Aromatic amino acid aminotransferase (ArATPh), which has a melting temperature of 120 °C, is one of the most thermostable aminotransferases yet to be discovered. The crystal structure of this aminotransferase from the hyperthermophilic archaeon Pyrococcus horikoshii was determined to a resolution of 2.1 Å ArATPh has a homodimer structure in which each subunit is composed of two domains, in a manner similar to other well characterized aminotransferases. By the least square fit after superposing on a mesophilic ArAT, the ArATPh molecule exhibits a large deviation of the main chain coordinates, three shortened α-helices, an elongated loop connecting two domains, and a long loop transformed from an α-helix, which are all factors that are likely to contribute to its hyperthermostability.
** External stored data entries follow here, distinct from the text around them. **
//! # Primitive Shape Generation
//!
//! Closed-form generators for the built-in catalog. All shapes are Y-up, centered
//! at the origin and carry outward normals and texture coordinates.

use crate::geometry::Geometry;
use glam::Vec3;
use std::f32::consts::{PI, TAU};

/// Axis-aligned box centered at the origin with one quad (4 vertices) per face.
pub fn generate_box(width: f32, height: f32, depth: f32) -> Geometry {
    let mut data = Geometry::new();
    let (hx, hy, hz) = (width * 0.5, height * 0.5, depth * 0.5);

    // (normal, u axis, v axis) per face
    let faces: [(Vec3, Vec3, Vec3); 6] = [
        (Vec3::X, Vec3::NEG_Z, Vec3::Y),
        (Vec3::NEG_X, Vec3::Z, Vec3::Y),
        (Vec3::Y, Vec3::X, Vec3::NEG_Z),
        (Vec3::NEG_Y, Vec3::X, Vec3::Z),
        (Vec3::Z, Vec3::X, Vec3::Y),
        (Vec3::NEG_Z, Vec3::NEG_X, Vec3::Y),
    ];
    let half = Vec3::new(hx, hy, hz);

    for (normal, u_axis, v_axis) in faces {
        let center = normal * half;
        let u = u_axis * half;
        let v = v_axis * half;
        let a = data.push_vertex(center - u - v, normal, [0.0, 0.0]);
        let b = data.push_vertex(center + u - v, normal, [1.0, 0.0]);
        let c = data.push_vertex(center + u + v, normal, [1.0, 1.0]);
        let d = data.push_vertex(center - u + v, normal, [0.0, 1.0]);
        data.push_triangle(a, b, c);
        data.push_triangle(c, d, a);
    }

    data
}

/// UV sphere of the given radius.
pub fn generate_sphere(radius: f32, width_segments: u32, height_segments: u32) -> Geometry {
    let mut data = Geometry::new();
    let long_segs = width_segments.max(3);
    let lat_segs = height_segments.max(2);

    for lat in 0..=lat_segs {
        let v = lat as f32 / lat_segs as f32;
        let (sin_theta, cos_theta) = (v * PI).sin_cos();
        for long in 0..=long_segs {
            let u = long as f32 / long_segs as f32;
            let (sin_phi, cos_phi) = (u * TAU).sin_cos();
            let normal = Vec3::new(-cos_phi * sin_theta, cos_theta, sin_phi * sin_theta);
            data.push_vertex(normal * radius, normal, [u, 1.0 - v]);
        }
    }

    let row = long_segs + 1;
    for lat in 0..lat_segs {
        for long in 0..long_segs {
            let first = lat * row + long;
            let second = first + row;
            // pole rows collapse to a point, so they only get one triangle
            if lat != 0 {
                data.push_triangle(first + 1, first, second + 1);
            }
            if lat != lat_segs - 1 {
                data.push_triangle(first, second, second + 1);
            }
        }
    }

    data
}

/// Open-ended frustum along Y with caps; `radius_top = 0` produces a cone.
pub fn generate_cylinder(
    radius_top: f32,
    radius_bottom: f32,
    height: f32,
    radial_segments: u32,
) -> Geometry {
    let mut data = Geometry::new();
    let segs = radial_segments.max(3);
    let half_height = height * 0.5;
    let slope = (radius_bottom - radius_top) / height.max(f32::EPSILON);

    // side rings: row 0 at the top, row 1 at the bottom
    for row in 0..=1u32 {
        let radius = if row == 0 { radius_top } else { radius_bottom };
        let y = if row == 0 { half_height } else { -half_height };
        for i in 0..=segs {
            let u = i as f32 / segs as f32;
            let (sin_t, cos_t) = (u * TAU).sin_cos();
            let normal = Vec3::new(sin_t, slope, cos_t).normalize();
            data.push_vertex(
                Vec3::new(radius * sin_t, y, radius * cos_t),
                normal,
                [u, 1.0 - row as f32],
            );
        }
    }
    let row = segs + 1;
    for i in 0..segs {
        let a = i;
        let b = row + i;
        let c = row + i + 1;
        let d = i + 1;
        data.push_triangle(a, b, d);
        data.push_triangle(b, c, d);
    }

    if radius_top > 0.0 {
        push_cap(&mut data, radius_top, half_height, segs, true);
    }
    if radius_bottom > 0.0 {
        push_cap(&mut data, radius_bottom, -half_height, segs, false);
    }

    data
}

fn push_cap(data: &mut Geometry, radius: f32, y: f32, segs: u32, top: bool) {
    let normal = if top { Vec3::Y } else { Vec3::NEG_Y };
    let center = data.push_vertex(Vec3::new(0.0, y, 0.0), normal, [0.5, 0.5]);
    let ring_start = data.positions.len() as u32;
    for i in 0..=segs {
        let (sin_t, cos_t) = (i as f32 / segs as f32 * TAU).sin_cos();
        data.push_vertex(
            Vec3::new(radius * sin_t, y, radius * cos_t),
            normal,
            [0.5 + 0.5 * sin_t, 0.5 + 0.5 * cos_t],
        );
    }
    for i in 0..segs {
        let current = ring_start + i;
        if top {
            data.push_triangle(center, current, current + 1);
        } else {
            data.push_triangle(center, current + 1, current);
        }
    }
}

pub fn generate_cone(radius: f32, height: f32, radial_segments: u32) -> Geometry {
    generate_cylinder(0.0, radius, height, radial_segments)
}

/// Ring torus in the XY plane.
pub fn generate_torus(
    radius: f32,
    tube: f32,
    radial_segments: u32,
    tubular_segments: u32,
) -> Geometry {
    let mut data = Geometry::new();
    let radial = radial_segments.max(3);
    let tubular = tubular_segments.max(3);

    for j in 0..=radial {
        for i in 0..=tubular {
            let u = i as f32 / tubular as f32 * TAU;
            let v = j as f32 / radial as f32 * TAU;
            let position = Vec3::new(
                (radius + tube * v.cos()) * u.cos(),
                (radius + tube * v.cos()) * u.sin(),
                tube * v.sin(),
            );
            let center = Vec3::new(radius * u.cos(), radius * u.sin(), 0.0);
            data.push_vertex(
                position,
                (position - center).normalize_or_zero(),
                [i as f32 / tubular as f32, j as f32 / radial as f32],
            );
        }
    }

    push_grid_indices(&mut data, radial, tubular);
    data
}

/// (p, q) torus knot; the catalog uses the classic (2, 3) trefoil winding.
pub fn generate_torus_knot(
    radius: f32,
    tube: f32,
    tubular_segments: u32,
    radial_segments: u32,
    p: u32,
    q: u32,
) -> Geometry {
    let mut data = Geometry::new();
    let tubular = tubular_segments.max(3);
    let radial = radial_segments.max(3);

    let curve = |u: f32| -> Vec3 {
        let qu_over_p = q as f32 / p as f32 * u;
        let cs = qu_over_p.cos();
        Vec3::new(
            radius * (2.0 + cs) * 0.5 * u.cos(),
            radius * (2.0 + cs) * 0.5 * u.sin(),
            radius * qu_over_p.sin() * 0.5,
        )
    };

    for i in 0..=tubular {
        let u = i as f32 / tubular as f32 * p as f32 * TAU;
        let p1 = curve(u);
        let p2 = curve(u + 0.01);
        let tangent = p2 - p1;
        let mut normal = p2 + p1;
        let binormal = tangent.cross(normal).normalize_or_zero();
        normal = binormal.cross(tangent).normalize_or_zero();

        for j in 0..=radial {
            let v = j as f32 / radial as f32 * TAU;
            let cx = -tube * v.cos();
            let cy = tube * v.sin();
            let position = p1 + normal * cx + binormal * cy;
            data.push_vertex(
                position,
                (position - p1).normalize_or_zero(),
                [i as f32 / tubular as f32, j as f32 / radial as f32],
            );
        }
    }

    push_tube_indices(&mut data, tubular, radial);
    data
}

/// Indices for an `(outer + 1) x (inner + 1)` vertex grid laid out row by row.
pub(crate) fn push_grid_indices(data: &mut Geometry, outer: u32, inner: u32) {
    let row = inner + 1;
    for j in 1..=outer {
        for i in 1..=inner {
            let a = row * j + i - 1;
            let b = row * (j - 1) + i - 1;
            let c = row * (j - 1) + i;
            let d = row * j + i;
            data.push_triangle(a, b, d);
            data.push_triangle(b, c, d);
        }
    }
}

/// Indices for a swept tube: `segments + 1` rings of `radial + 1` vertices.
pub(crate) fn push_tube_indices(data: &mut Geometry, segments: u32, radial: u32) {
    let row = radial + 1;
    for j in 1..=segments {
        for i in 1..=radial {
            let a = row * (j - 1) + i - 1;
            let b = row * j + i - 1;
            let c = row * j + i;
            let d = row * (j - 1) + i;
            data.push_triangle(a, b, d);
            data.push_triangle(b, c, d);
        }
    }
}

/// Platonic solids, emitted flat-shaded: three vertices and one face normal per triangle.
#[derive(Debug, Clone, Copy, PartialEq, Eq)]
pub enum Polyhedron {
    Tetrahedron,
    Octahedron,
    Dodecahedron,
    Icosahedron,
}

pub fn generate_polyhedron(kind: Polyhedron, radius: f32) -> Geometry {
    let (vertices, indices) = polyhedron_tables(kind);
    let mut data = Geometry::new();

    for tri in indices.chunks_exact(3) {
        let mut corners = [
            vertices[tri[0]].normalize() * radius,
            vertices[tri[1]].normalize() * radius,
            vertices[tri[2]].normalize() * radius,
        ];
        let centroid = (corners[0] + corners[1] + corners[2]) / 3.0;
        let mut normal = (corners[1] - corners[0])
            .cross(corners[2] - corners[0])
            .normalize_or_zero();
        // convex and centered: every face normal must point away from the origin
        if normal.dot(centroid) < 0.0 {
            corners.swap(1, 2);
            normal = -normal;
        }
        let a = data.push_vertex(corners[0], normal, spherical_uv(corners[0]));
        let b = data.push_vertex(corners[1], normal, spherical_uv(corners[1]));
        let c = data.push_vertex(corners[2], normal, spherical_uv(corners[2]));
        data.push_triangle(a, b, c);
    }

    data
}

fn spherical_uv(p: Vec3) -> [f32; 2] {
    let n = p.normalize_or_zero();
    [
        n.z.atan2(-n.x) / TAU + 0.5,
        n.y.clamp(-1.0, 1.0).asin() / PI + 0.5,
    ]
}

fn polyhedron_tables(kind: Polyhedron) -> (Vec<Vec3>, &'static [usize]) {
    let t = (1.0 + 5f32.sqrt()) / 2.0;
    let r = 1.0 / t;
    match kind {
        Polyhedron::Tetrahedron => (
            vec![
                Vec3::new(1.0, 1.0, 1.0),
                Vec3::new(-1.0, -1.0, 1.0),
                Vec3::new(-1.0, 1.0, -1.0),
                Vec3::new(1.0, -1.0, -1.0),
            ],
            &[2, 1, 0, 0, 3, 2, 1, 3, 0, 2, 3, 1],
        ),
        Polyhedron::Octahedron => (
            vec![
                Vec3::X,
                Vec3::NEG_X,
                Vec3::Y,
                Vec3::NEG_Y,
                Vec3::Z,
                Vec3::NEG_Z,
            ],
            &[
                0, 2, 4, 0, 4, 3, 0, 3, 5, 0, 5, 2, 1, 2, 5, 1, 5, 3, 1, 3, 4, 1, 4, 2,
            ],
        ),
        Polyhedron::Icosahedron => (
            vec![
                Vec3::new(-1.0, t, 0.0),
                Vec3::new(1.0, t, 0.0),
                Vec3::new(-1.0, -t, 0.0),
                Vec3::new(1.0, -t, 0.0),
                Vec3::new(0.0, -1.0, t),
                Vec3::new(0.0, 1.0, t),
                Vec3::new(0.0, -1.0, -t),
                Vec3::new(0.0, 1.0, -t),
                Vec3::new(t, 0.0, -1.0),
                Vec3::new(t, 0.0, 1.0),
                Vec3::new(-t, 0.0, -1.0),
                Vec3::new(-t, 0.0, 1.0),
            ],
            &[
                0, 11, 5, 0, 5, 1, 0, 1, 7, 0, 7, 10, 0, 10, 11, 1, 5, 9, 5, 11, 4, 11, 10, 2, 10,
                7, 6, 7, 1, 8, 3, 9, 4, 3, 4, 2, 3, 2, 6, 3, 6, 8, 3, 8, 9, 4, 9, 5, 2, 4, 11, 6,
                2, 10, 8, 6, 7, 9, 8, 1,
            ],
        ),
        Polyhedron::Dodecahedron => (
            vec![
                Vec3::new(-1.0, -1.0, -1.0),
                Vec3::new(-1.0, -1.0, 1.0),
                Vec3::new(-1.0, 1.0, -1.0),
                Vec3::new(-1.0, 1.0, 1.0),
                Vec3::new(1.0, -1.0, -1.0),
                Vec3::new(1.0, -1.0, 1.0),
                Vec3::new(1.0, 1.0, -1.0),
                Vec3::new(1.0, 1.0, 1.0),
                Vec3::new(0.0, -r, -t),
                Vec3::new(0.0, -r, t),
                Vec3::new(0.0, r, -t),
                Vec3::new(0.0, r, t),
                Vec3::new(-r, -t, 0.0),
                Vec3::new(-r, t, 0.0),
                Vec3::new(r, -t, 0.0),
                Vec3::new(r, t, 0.0),
                Vec3::new(-t, 0.0, -r),
                Vec3::new(t, 0.0, -r),
                Vec3::new(-t, 0.0, r),
                Vec3::new(t, 0.0, r),
            ],
            &[
                3, 11, 7, 3, 7, 15, 3, 15, 13, 7, 19, 17, 7, 17, 6, 7, 6, 15, 17, 4, 8, 17, 8, 10,
                17, 10, 6, 8, 0, 16, 8, 16, 2, 8, 2, 10, 0, 12, 1, 0, 1, 18, 0, 18, 16, 6, 10, 2,
                6, 2, 13, 6, 13, 15, 2, 16, 18, 2, 18, 3, 2, 3, 13, 18, 1, 9, 18, 9, 11, 18, 11, 3,
                4, 14, 12, 4, 12, 0, 4, 0, 8, 11, 9, 5, 11, 5, 19, 11, 19, 7, 19, 5, 14, 19, 14, 4,
                19, 4, 17, 1, 12, 14, 1, 14, 5, 1, 5, 9,
            ],
        ),
    }
}

#[cfg(test)]
mod tests {
    use super::*;

    fn assert_well_formed(geometry: &Geometry) {
        assert!(geometry.vertex_count() > 0);
        assert_eq!(geometry.normals.len(), geometry.vertex_count());
        assert_eq!(geometry.uvs.len(), geometry.vertex_count());
        assert_eq!(geometry.indices.len() % 3, 0);
        let count = geometry.vertex_count() as u32;
        assert!(geometry.indices.iter().all(|i| *i < count));
    }

    #[test]
    fn box_has_four_vertices_per_face() {
        let cube = generate_box(1.0, 1.0, 1.0);
        assert_eq!(cube.vertex_count(), 24);
        assert_eq!(cube.triangle_count(), 12);
        let bounds = cube.bounds().unwrap();
        assert_eq!(bounds.size(), Vec3::ONE);
        assert_well_formed(&cube);
    }

    #[test]
    fn box_faces_wind_outward() {
        let cube = generate_box(2.0, 2.0, 2.0);
        for tri in cube.indices.chunks_exact(3) {
            let a = Vec3::from_array(cube.positions[tri[0] as usize]);
            let b = Vec3::from_array(cube.positions[tri[1] as usize]);
            let c = Vec3::from_array(cube.positions[tri[2] as usize]);
            let face = (b - a).cross(c - a);
            let centroid = (a + b + c) / 3.0;
            assert!(face.dot(centroid) > 0.0);
        }
    }

    #[test]
    fn sphere_vertices_lie_on_radius() {
        let sphere = generate_sphere(0.7, 16, 8);
        assert_well_formed(&sphere);
        for p in &sphere.positions {
            assert!((Vec3::from_array(*p).length() - 0.7).abs() < 1e-4);
        }
    }

    #[test]
    fn cone_has_a_single_cap() {
        let cone = generate_cone(0.7, 1.5, 32);
        let cylinder = generate_cylinder(0.5, 0.5, 1.0, 32);
        assert_well_formed(&cone);
        assert_well_formed(&cylinder);
        assert!(cylinder.vertex_count() > cone.vertex_count());
        let bounds = cone.bounds().unwrap();
        assert!((bounds.size().y - 1.5).abs() < 1e-5);
    }

    #[test]
    fn torus_and_knot_are_closed_grids() {
        let torus = generate_torus(0.5, 0.2, 16, 100);
        assert_eq!(torus.vertex_count(), 17 * 101);
        assert_eq!(torus.triangle_count(), 2 * 16 * 100);
        assert_well_formed(&torus);

        let knot = generate_torus_knot(0.5, 0.15, 100, 16, 2, 3);
        assert_eq!(knot.vertex_count(), 101 * 17);
        assert_well_formed(&knot);
    }

    #[test]
    fn polyhedra_face_counts() {
        let cases = [
            (Polyhedron::Tetrahedron, 4),
            (Polyhedron::Octahedron, 8),
            (Polyhedron::Icosahedron, 20),
            (Polyhedron::Dodecahedron, 36),
        ];
        for (kind, triangles) in cases {
            let solid = generate_polyhedron(kind, 0.8);
            assert_eq!(solid.triangle_count(), triangles, "{:?}", kind);
            assert_well_formed(&solid);
            for p in &solid.positions {
                assert!((Vec3::from_array(*p).length() - 0.8).abs() < 1e-4);
            }
        }
    }
}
The pyridine ring of the cofactor pyridoxal 5'-phosphate covalently binding to Lys233 is stacked parallel to F121 on one side and interacts with the germinal dimethyl-CH/π groups of Val201 on the other side. This tight stacking against the pyridine ring probably contributes to the hyperthermostability of ArATPh. Compared with other ArATs, ArATPh has a novel substrate specificity, the order of preference being Tyr > Phe > Glu > Trp > His >> Met > Leu > Asp >Asn. Its relatively weak activity against Asp is due to lack of an arginine residue corresponding to Arg292* (where the asterisk indicates that this is a residues supplied by the other subunit of the dimer) in pig cytosolic aspartate aminotransferase. The enzyme recognizes the aromatic substrate by hydrophobic interaction with aromatic rings (Phe121 and Tyr59*) and probably recognizes acidic substrates by a hydrophilic interaction involving a hydrogen bond network with Thr264*.